[TASK ITEM] Every line of the records that contains "matches" should be tallied, and only the resulting number returned.

═════ DATA EXTRACT

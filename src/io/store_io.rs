use std::fs;
use std::io::{self, Write};
use std::path::{Path, PathBuf};

use serde::Deserialize;
use tempfile::NamedTempFile;
use tracing::{debug, info, warn};

use crate::model::task::{Store, Task, TaskId};

/// Error type for store file I/O
#[derive(Debug, thiserror::Error)]
pub enum StoreError {
    #[error("could not read {path}: {source}")]
    Read { path: PathBuf, source: io::Error },
    #[error("could not write {path}: {source}")]
    Write { path: PathBuf, source: io::Error },
    #[error("{path} is not a valid task store: {source}")]
    Parse {
        path: PathBuf,
        source: serde_json::Error,
    },
    #[error("{path} is not a valid task store: {reason}")]
    Invalid { path: PathBuf, reason: String },
    #[error("could not serialize task store: {0}")]
    Serialize(#[from] serde_json::Error),
}

/// Load the store at `path`, creating it with an empty store if it does not
/// exist yet.
pub fn load_store(path: &Path) -> Result<Store, StoreError> {
    if !path.exists() {
        info!(path = %path.display(), "store file missing, creating an empty one");
        let store = Store::new();
        save_store(path, &store)?;
        return Ok(store);
    }

    let text = fs::read_to_string(path).map_err(|e| StoreError::Read {
        path: path.to_path_buf(),
        source: e,
    })?;
    let store = parse_store(path, &text)?;
    debug!(
        path = %path.display(),
        tasks = store.tasks.len(),
        next_id_counter = store.next_id_counter,
        "loaded store"
    );
    Ok(store)
}

/// On-disk shape. Earlier versions wrote the counter as `curr_id`, and
/// some of them decremented it on delete, so it may trail the highest id.
#[derive(Deserialize)]
#[serde(deny_unknown_fields)]
struct StoreFile {
    tasks: Vec<Task>,
    #[serde(default)]
    next_id_counter: Option<TaskId>,
    #[serde(default)]
    curr_id: Option<TaskId>,
}

/// Parse and validate store JSON. `path` is only used for error messages.
pub fn parse_store(path: &Path, text: &str) -> Result<Store, StoreError> {
    let invalid = |reason: String| StoreError::Invalid {
        path: path.to_path_buf(),
        reason,
    };
    let file: StoreFile = serde_json::from_str(text).map_err(|e| StoreError::Parse {
        path: path.to_path_buf(),
        source: e,
    })?;

    let next_id_counter = match (file.next_id_counter, file.curr_id) {
        (Some(counter), None) => counter,
        (None, Some(legacy)) => {
            let highest = file.tasks.iter().map(|t| t.id).max().unwrap_or(0);
            let counter = legacy.max(highest);
            warn!(
                path = %path.display(),
                curr_id = legacy,
                next_id_counter = counter,
                "upgrading legacy curr_id counter key"
            );
            counter
        }
        (None, None) => return Err(invalid("missing next_id_counter".to_string())),
        (Some(_), Some(_)) => {
            return Err(invalid(
                "both next_id_counter and curr_id are present".to_string(),
            ));
        }
    };

    let store = Store {
        tasks: file.tasks,
        next_id_counter,
    };
    store.check_invariants().map_err(invalid)?;
    Ok(store)
}

/// Rewrite the whole store file.
pub fn save_store(path: &Path, store: &Store) -> Result<(), StoreError> {
    let mut content = serde_json::to_string_pretty(store)?;
    content.push('\n');
    atomic_write(path, content.as_bytes()).map_err(|e| StoreError::Write {
        path: path.to_path_buf(),
        source: e,
    })?;
    debug!(
        path = %path.display(),
        tasks = store.tasks.len(),
        next_id_counter = store.next_id_counter,
        "saved store"
    );
    Ok(())
}

/// Write `content` to `path` atomically using a temp file + rename.
/// Missing parent directories are created first.
pub fn atomic_write(path: &Path, content: &[u8]) -> io::Result<()> {
    let dir = match path.parent() {
        Some(p) if !p.as_os_str().is_empty() => p,
        _ => Path::new("."),
    };
    fs::create_dir_all(dir)?;
    let mut tmp = NamedTempFile::new_in(dir)?;
    tmp.write_all(content)?;
    tmp.flush()?;
    tmp.persist(path).map_err(|e| e.error)?;
    Ok(())
}

#[cfg(test)]
mod tests {
    use super::*;
    use crate::model::task::{Task, TaskStatus, Timestamp};
    use pretty_assertions::assert_eq;
    use tempfile::TempDir;

    fn sample_store() -> Store {
        let t1 = Timestamp::parse("01.01.2025 12:00").unwrap();
        let t2 = Timestamp::parse("02.01.2025 09:30").unwrap();
        let mut second = Task::new(3, "Walk the dog".into(), t1.clone());
        second.status = TaskStatus::InProgress;
        second.touch(t2);
        Store {
            tasks: vec![Task::new(1, "Buy milk".into(), t1), second],
            next_id_counter: 3,
        }
    }

    #[test]
    fn load_creates_missing_file() {
        let tmp = TempDir::new().unwrap();
        let path = tmp.path().join("tasks.json");

        let store = load_store(&path).unwrap();
        assert!(store.tasks.is_empty());
        assert_eq!(store.next_id_counter, 0);
        assert!(path.exists());

        let reloaded = load_store(&path).unwrap();
        assert_eq!(reloaded, store);
    }

    #[test]
    fn save_creates_parent_directories() {
        let tmp = TempDir::new().unwrap();
        let path = tmp.path().join("nested/dir/tasks.json");
        save_store(&path, &sample_store()).unwrap();
        assert_eq!(load_store(&path).unwrap(), sample_store());
    }

    #[test]
    fn save_then_load_is_stable() {
        let tmp = TempDir::new().unwrap();
        let path = tmp.path().join("tasks.json");
        save_store(&path, &sample_store()).unwrap();
        let first = fs::read_to_string(&path).unwrap();

        let loaded = load_store(&path).unwrap();
        save_store(&path, &loaded).unwrap();
        let second = fs::read_to_string(&path).unwrap();

        assert_eq!(loaded, sample_store());
        assert_eq!(first, second);
    }

    #[test]
    fn persisted_shape_uses_plain_names() {
        let tmp = TempDir::new().unwrap();
        let path = tmp.path().join("tasks.json");
        save_store(&path, &sample_store()).unwrap();

        let value: serde_json::Value =
            serde_json::from_str(&fs::read_to_string(&path).unwrap()).unwrap();
        assert_eq!(value["next_id_counter"], 3);
        assert_eq!(value["tasks"][1]["status"], "in-progress");
        assert_eq!(value["tasks"][1]["created"], "01.01.2025 12:00");
        assert_eq!(value["tasks"][1]["updated"], "02.01.2025 09:30");
    }

    #[test]
    fn legacy_counter_key_is_rewritten() {
        let tmp = TempDir::new().unwrap();
        let path = tmp.path().join("tasks.json");
        fs::write(
            &path,
            r#"{"tasks": [{"id": 2, "description": "Buy milk", "status": "done", "created": "01.01.2025 12:00", "updated": "01.01.2025 12:00"}], "curr_id": 2}"#,
        )
        .unwrap();

        let store = load_store(&path).unwrap();
        assert_eq!(store.next_id_counter, 2);
        save_store(&path, &store).unwrap();

        let text = fs::read_to_string(&path).unwrap();
        assert!(text.contains("next_id_counter"));
        assert!(!text.contains("curr_id"));
    }

    #[test]
    fn legacy_counter_behind_highest_id_is_raised() {
        let tmp = TempDir::new().unwrap();
        let path = tmp.path().join("tasks.json");
        fs::write(
            &path,
            r#"{"tasks": [{"id": 2, "description": "Buy milk", "status": "todo", "created": "01.01.2025 12:00", "updated": "01.01.2025 12:00"}], "curr_id": 1}"#,
        )
        .unwrap();

        let mut store = load_store(&path).unwrap();
        assert_eq!(store.next_id_counter, 2);

        let rules = crate::model::config::TaskRules::default();
        let now = Timestamp::parse("02.01.2025 08:00").unwrap();
        let added = crate::ops::task_ops::add_task(&mut store, "Walk the dog", &rules, now)
            .unwrap()
            .id;
        assert_eq!(added, 3);
    }

    #[test]
    fn counter_keys_must_appear_exactly_once() {
        let tmp = TempDir::new().unwrap();
        let path = tmp.path().join("tasks.json");

        for bad in [
            r#"{"tasks": []}"#,
            r#"{"tasks": [], "next_id_counter": 0, "curr_id": 0}"#,
        ] {
            fs::write(&path, bad).unwrap();
            assert!(
                matches!(load_store(&path), Err(StoreError::Invalid { .. })),
                "expected invalid store for {}",
                bad
            );
        }
    }

    #[test]
    fn malformed_json_is_a_parse_error() {
        let tmp = TempDir::new().unwrap();
        let path = tmp.path().join("tasks.json");
        fs::write(&path, "not json {{{").unwrap();
        assert!(matches!(load_store(&path), Err(StoreError::Parse { .. })));
    }

    #[test]
    fn wrong_shape_is_a_parse_error() {
        let tmp = TempDir::new().unwrap();
        let path = tmp.path().join("tasks.json");

        for bad in [
            r#"{"tasks": {}, "next_id_counter": 0}"#,
            r#"{"tasks": [{"id": 1, "description": "Buy milk"}], "next_id_counter": 1}"#,
            r#"{"tasks": [{"id": 1, "description": "Buy milk", "status": "later", "created": "01.01.2025 12:00", "updated": "01.01.2025 12:00"}], "next_id_counter": 1}"#,
            r#"{"tasks": [{"id": 1, "description": "Buy milk", "status": "todo", "created": "2025-01-01", "updated": "01.01.2025 12:00"}], "next_id_counter": 1}"#,
            r#"{"tasks": [], "next_id_counter": -1}"#,
        ] {
            fs::write(&path, bad).unwrap();
            assert!(
                matches!(load_store(&path), Err(StoreError::Parse { .. })),
                "expected parse error for {}",
                bad
            );
        }
    }

    #[test]
    fn broken_invariants_are_rejected() {
        let tmp = TempDir::new().unwrap();
        let path = tmp.path().join("tasks.json");
        fs::write(
            &path,
            r#"{"tasks": [{"id": 4, "description": "Buy milk", "status": "todo", "created": "01.01.2025 12:00", "updated": "01.01.2025 12:00"}], "next_id_counter": 1}"#,
        )
        .unwrap();

        let err = load_store(&path).unwrap_err();
        assert!(matches!(err, StoreError::Invalid { .. }));
        assert!(err.to_string().contains("exceeds"));
    }

    #[test]
    fn failed_load_leaves_file_untouched() {
        let tmp = TempDir::new().unwrap();
        let path = tmp.path().join("tasks.json");
        fs::write(&path, "[]").unwrap();
        assert!(load_store(&path).is_err());
        assert_eq!(fs::read_to_string(&path).unwrap(), "[]");
    }
}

══════════

[RESPONSE BOX] 4